実践!社長の財務
運転資金と設備資金【実践!社長の財務】第457号
2012.08.06
おはようございます。
税理士の北岡修一です。
8月も2週目に入り、私どもの業界では税理士試験も終わり、就職活動の時期です。
税理士試験まで、とにかく試験に集中し、それが終わってホッと一息ついたら、今度は就職活動になるのです。
私ども税理士法人や会計事務所も、そこを狙って優秀な人材を採用しようとします。
弊社もネットで採用活動をしています。試験前からいろいろ狙いをつけ、試験前後にラブコール(メール)を送るのです。
今年は、すごく多いような気がしますね。
今週は、面接ラッシュです。
ということで、本日も「実践!社長の財務」いってみましょう!
運転資金と設備資金
事業を立ち上げ、それを成長発展させていくには、どうしてもある程度のお金が、必要になってきます。
運転資金や設備資金がまったくかからないのであれば、それ程多くのお金をかけなくてもできるので、そのような業種の場合は、自己資金でやっていけるでしょう。
ただ、やはり運転資金や設備資金がかかるような業種であると、自己資金だけではまかない切れないことが多いですね。
ちなみに運転資金とは、どういうことかわかりますか?
単なる経営をしていくための資金、運営資金ではありませんよ。
運転資金とは、次の計算式で求められる資金です。
運転資金 = 売掛債権残高+在庫残高-買掛債務残高
売上は、売れてもすぐ現金になるわけではありません。
売掛金や手形として残り、数カ月たってからようやく現金になるのです。
また、日々商売をしていくためには、在庫を持っておく必要があります。そのための資金もいります。
商売をしていくための、これらの必要資金をまかなうために買掛金債務があります。
要は、売上の入金が後になるので、仕入の支払いの方も、できるだけ遅らせるわけです。
手形を切って、数カ月後に払ったりもしますが、これも買掛債務です。
これで、できるだけ資金調達をする(帳尻を合わせる)わけですね。
外注費や経費の締め支払い(未払金)なども、買掛債務と同様です。
それでも足りないお金が、運転資金というわけです。
ですから運転資金と何気なく言っているかも知れませんが、
実は明確に計算できるのです。
通常の商売(経営)をやっていくために、どうしても必要な資金(種銭)なわけですね。
これが足りないから、銀行からお金を借りることになります。
これが運転資金の借入です。
是非、御社の運転資金を計算してみてください。
それ以上に、短期借入金を借りているというのは、運転資金以外のところにお金が回っている、ということになりますね。
あまりいいことではありません。
設備資金の方は、わかりますね。
工場を建てたり、機械や車両を購入したりするための資金です。
いわゆる設備投資のための資金です。
これらは長期かつ多額の投資になりますから、資本金や長期借入金で資金を調達することになります。

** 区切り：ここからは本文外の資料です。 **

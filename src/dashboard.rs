use crate::{
    alarm::AlarmSlot,
    medicine::MedicineRecord,
    schedule::{Countdown, CycleRule},
    slot::TimeSlot,
    store::{CheckStore, PendingBatch},
};
use itertools::Itertools;
use jiff::{civil::Date, Timestamp};
use std::fmt;

#[derive(Clone, Copy, Debug, Eq, PartialEq, Hash)]
pub enum Badge {
    DueToday,
    DaysRemaining(u32),
}

impl Badge {
    pub fn from_countdown(countdown: Option<Countdown>) -> Option<Self> {
        match countdown? {
            Countdown::Days(0) => Some(Self::DueToday),
            Countdown::Days(days) => Some(Self::DaysRemaining(days)),
            Countdown::Unknown => None,
        }
    }
}

impl fmt::Display for Badge {
    fn fmt(&self, f: &mut fmt::Formatter<'_>) -> fmt::Result {
        match self {
            Self::DueToday => write!(f, "TODAY"),
            Self::DaysRemaining(days) => write!(f, "D-{days}"),
        }
    }
}

#[derive(Clone, Debug, Eq, PartialEq)]
pub struct DashboardEntry {
    pub id: String,
    pub name: String,
    pub dose: String,
    pub checked: bool,
    // Disabled entries are shown but cannot be checked off today.
    pub enabled: bool,
    pub badge: Option<Badge>,
    pub relocation_notice: bool,
    pub cyclical: bool,
    // Weekly medicines are the high-risk ones and get highlighted.
    pub danger: bool,
    display_order: i32,
}

#[derive(Clone, Debug, Eq, PartialEq)]
pub struct SlotCard {
    pub slot: TimeSlot,
    pub alarm: Option<AlarmSlot>,
    pub entries: Vec<DashboardEntry>,
}

impl SlotCard {
    pub fn enabled_entries(&self) -> impl Iterator<Item = &DashboardEntry> {
        self.entries.iter().filter(|e| e.enabled)
    }

    // A slot with nothing due today never counts as done.
    pub fn all_checked(&self) -> bool {
        let mut enabled = self.enabled_entries().peekable();
        enabled.peek().is_some() && enabled.all(|e| e.checked)
    }
}

/// Today's medicines, grouped into slot cards in display order.
#[derive(Clone, Debug, Eq, PartialEq)]
pub struct Dashboard {
    date: Date,
    cards: Vec<SlotCard>,
}

impl Dashboard {
    pub fn build(medicines: &[MedicineRecord], store: &CheckStore, date: Date) -> Self {
        let tuesday_relocation = date.weekday() == jiff::civil::Weekday::Tuesday;
        let entries = medicines
            .iter()
            .filter(|m| m.is_active())
            .filter_map(|medicine| {
                let schedule = match medicine.schedule() {
                    Ok(schedule) => schedule,
                    Err(e) => {
                        log::warn!("skipping medicine {}: {e:#}", medicine.id());
                        return None;
                    }
                };
                let result = schedule.evaluate(date);
                let entry = DashboardEntry {
                    id: medicine.id().to_owned(),
                    name: medicine.name().to_owned(),
                    dose: medicine.dose().to_owned(),
                    checked: store.is_checked(medicine.id()),
                    enabled: result.is_active,
                    badge: Badge::from_countdown(result.countdown),
                    relocation_notice: medicine.tuesday_evening() && tuesday_relocation,
                    cyclical: schedule.cycle().is_cyclical(),
                    danger: matches!(schedule.cycle(), CycleRule::WeeklyDay { .. }),
                    display_order: medicine.display_order(),
                };
                Some((result.effective_slot, entry))
            })
            .into_group_map();

        let cards = TimeSlot::all()
            .iter()
            .filter_map(|slot| {
                let entries = entries
                    .get(slot)?
                    .iter()
                    .cloned()
                    .sorted_by_key(|e| e.display_order)
                    .collect_vec();
                Some(SlotCard {
                    slot: *slot,
                    alarm: store.slot(*slot).cloned(),
                    entries,
                })
            })
            .collect();

        Self { date, cards }
    }

    pub fn date(&self) -> Date {
        self.date
    }

    pub fn cards(&self) -> &[SlotCard] {
        &self.cards
    }

    pub fn card(&self, slot: TimeSlot) -> Option<&SlotCard> {
        self.cards.iter().find(|c| c.slot == slot)
    }

    /// Check off every enabled medicine in `slot`, or clear them all if they were all
    /// already checked. The returned batch undoes the change if the server refuses it.
    pub fn group_toggle(
        &mut self,
        slot: TimeSlot,
        store: &mut CheckStore,
        now: Timestamp,
    ) -> PendingBatch {
        let Some(card) = self.cards.iter_mut().find(|c| c.slot == slot) else {
            return PendingBatch::default();
        };
        let checked = !card.all_checked();
        let ids = card
            .enabled_entries()
            .filter(|e| e.checked != checked)
            .map(|e| e.id.clone())
            .collect_vec();
        let batch = store.apply_optimistic_batch(ids.iter().map(String::as_str), checked, now);
        for entry in card.entries.iter_mut().filter(|e| e.enabled) {
            entry.checked = checked;
        }
        batch
    }
}

impl fmt::Display for Dashboard {
    fn fmt(&self, f: &mut fmt::Formatter<'_>) -> fmt::Result {
        writeln!(f, "{} ({:?})", self.date, self.date.weekday())?;
        for card in &self.cards {
            let alarm = match &card.alarm {
                Some(alarm) if alarm.enabled => format!(" [alarm {}]", alarm.time),
                _ => String::new(),
            };
            let done = if card.all_checked() { " (done)" } else { "" };
            writeln!(f)?;
            writeln!(f, "{}{alarm}{done}", card.slot.label())?;
            for entry in &card.entries {
                let mark = match (entry.enabled, entry.checked) {
                    (false, _) => "-",
                    (true, true) => "x",
                    (true, false) => " ",
                };
                write!(f, "  [{mark}] {}", entry.name)?;
                if !entry.dose.is_empty() {
                    write!(f, " {}", entry.dose)?;
                }
                if entry.danger {
                    write!(f, " !")?;
                }
                if let Some(badge) = entry.badge {
                    write!(f, " <{badge}>")?;
                }
                if entry.relocation_notice {
                    write!(f, " (take with dinner on Tuesdays)")?;
                }
                writeln!(f)?;
            }
        }
        Ok(())
    }
}

#[cfg(test)]
mod tests {
    use super::*;
    use anyhow::Result;
    use jiff::civil::date;

    fn ids(card: &SlotCard) -> Vec<&str> {
        card.entries.iter().map(|e| e.id.as_str()).collect()
    }

    #[test]
    fn test_badges() {
        assert_eq!(None, Badge::from_countdown(None));
        assert_eq!(None, Badge::from_countdown(Some(Countdown::Unknown)));
        assert_eq!(
            Some(Badge::DueToday),
            Badge::from_countdown(Some(Countdown::Days(0)))
        );
        assert_eq!(
            "D-2",
            Badge::from_countdown(Some(Countdown::Days(2)))
                .unwrap()
                .to_string()
        );
        assert_eq!("TODAY", Badge::DueToday.to_string());
    }

    #[test]
    fn test_seeded_monday() {
        // 2026-02-02: a Monday, and one day before a vitamin D3 day.
        let store = CheckStore::default();
        let dashboard = Dashboard::build(MedicineRecord::seed(), &store, date(2026, 2, 2));
        assert_eq!(6, dashboard.cards().len());

        let noon = dashboard.card(TimeSlot::Noon).unwrap();
        let d3 = noon.entries.iter().find(|e| e.id == "noon-d3").unwrap();
        assert!(!d3.enabled);
        assert!(d3.cyclical);
        assert_eq!(Some(Badge::DaysRemaining(1)), d3.badge);
        assert_eq!("noon-d3", *ids(noon).last().unwrap());

        let evening = dashboard.card(TimeSlot::Evening).unwrap();
        let mtx = evening.entries.iter().find(|e| e.id == "evening-mtx").unwrap();
        assert!(mtx.enabled);
        assert!(mtx.danger);
        assert_eq!(None, mtx.badge);
        assert!(!d3.danger);
        assert!(evening.entries.iter().filter(|e| e.id != "evening-mtx").all(|e| !e.danger));

        let morning = dashboard.card(TimeSlot::Morning).unwrap();
        assert_eq!(
            vec![
                "morning-enzyme",
                "morning-rheumatology",
                "morning-folate",
                "morning-brazil-nut"
            ],
            ids(morning)
        );
        assert!(morning.entries.iter().all(|e| e.enabled && !e.relocation_notice));
    }

    #[test]
    fn test_seeded_tuesday() {
        let store = CheckStore::default();
        let dashboard = Dashboard::build(MedicineRecord::seed(), &store, date(2026, 2, 3));

        let morning = dashboard.card(TimeSlot::Morning).unwrap();
        let folate = morning.entries.iter().find(|e| e.id == "morning-folate").unwrap();
        assert!(!folate.enabled);
        assert!(folate.relocation_notice);

        let noon = dashboard.card(TimeSlot::Noon).unwrap();
        let d3 = noon.entries.iter().find(|e| e.id == "noon-d3").unwrap();
        assert!(d3.enabled);
        assert_eq!(Some(Badge::DueToday), d3.badge);

        let evening = dashboard.card(TimeSlot::Evening).unwrap();
        assert!(!evening.entries.iter().find(|e| e.id == "evening-mtx").unwrap().enabled);
    }

    #[test]
    fn test_relocated_evening_entry() {
        let medicines = [
            MedicineRecord::new("folate-pm", "Folate", "", TimeSlot::Evening, 1)
                .with_weekly_day(2)
                .with_tuesday_evening(),
            MedicineRecord::new("broken", "Broken", "", TimeSlot::Noon, 1).with_weekly_day(9),
        ];
        let store = CheckStore::default();
        let dashboard = Dashboard::build(&medicines, &store, date(2026, 2, 3));

        assert_eq!(1, dashboard.cards().len());
        let evening = dashboard.card(TimeSlot::Evening).unwrap();
        assert!(evening.entries[0].enabled);
        assert!(dashboard.card(TimeSlot::Noon).is_none());
    }

    #[test]
    fn test_inactive_records_hidden() {
        let mut retired = MedicineRecord::new("old", "Old", "", TimeSlot::Night, 1);
        retired.deactivate();
        let store = CheckStore::default();
        let dashboard = Dashboard::build(&[retired], &store, date(2026, 2, 3));
        assert!(dashboard.cards().is_empty());
    }

    #[test]
    fn test_group_toggle() -> Result<()> {
        let now: Timestamp = "2026-02-02T03:00:00Z".parse()?;
        let mut store = CheckStore::default();
        let _ = store.toggle_med("noon-calcium", now);
        let mut dashboard = Dashboard::build(MedicineRecord::seed(), &store, date(2026, 2, 2));
        assert!(!dashboard.card(TimeSlot::Noon).unwrap().all_checked());

        let batch = dashboard.group_toggle(TimeSlot::Noon, &mut store, now);
        // Five enabled at noon on this day, one of which was already checked.
        assert_eq!(4, batch.updates().len());
        assert!(store.is_checked("noon-enzyme"));
        assert!(!store.is_checked("noon-d3"));
        assert!(dashboard.card(TimeSlot::Noon).unwrap().all_checked());

        let rebuilt = Dashboard::build(MedicineRecord::seed(), &store, date(2026, 2, 2));
        assert!(rebuilt.card(TimeSlot::Noon).unwrap().all_checked());

        let batch = dashboard.group_toggle(TimeSlot::Noon, &mut store, now);
        assert_eq!(5, batch.updates().len());
        assert!(!store.is_checked("noon-calcium"));

        store.rollback_batch(batch);
        assert!(store.is_checked("noon-calcium"));
        assert!(store.is_checked("noon-k2"));
        Ok(())
    }

    #[test]
    fn test_group_toggle_missing_slot() {
        let mut store = CheckStore::default();
        let mut dashboard = Dashboard::build(&[], &store, date(2026, 2, 3));
        let batch = dashboard.group_toggle(TimeSlot::Dawn, &mut store, Timestamp::UNIX_EPOCH);
        assert!(batch.is_empty());
    }

    #[test]
    fn test_display() {
        let store = CheckStore::default();
        let text = Dashboard::build(MedicineRecord::seed(), &store, date(2026, 2, 3)).to_string();
        assert!(text.starts_with("2026-02-03 (Tuesday)"));
        assert!(text.contains("[-] Active folate"));
        assert!(text.contains("<TODAY>"));
    }
}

この長期の資金調達を、間違っても短期借入金でやってはいけません。
回収に時間がかかる投資ですから、借入金の返済スピードが早いと、間違いなく資金が苦しくなってくるからです。
運転資金は、短期借入金で、
設備資金は、資本金および長期借入金で
まかなっていくのが原則です。
これらを時間をかけてでも、いかに自己資金でやっていくことができるか、それが会社を強くしていく秘訣です。
それについては、次回以降お話していきます。
編集後記
ひと時(と言っても2週間!)の独身生活が終わり、妻と娘がザルツブルグから帰ってきたかと思うと、来週からは北海道です。今度はそっちでもバイオリンのサマースクールがあるようです。
とは言え、今度は置いてかれないように、私も休みを兼ねてくっついて行こうと思いますが...(笑)。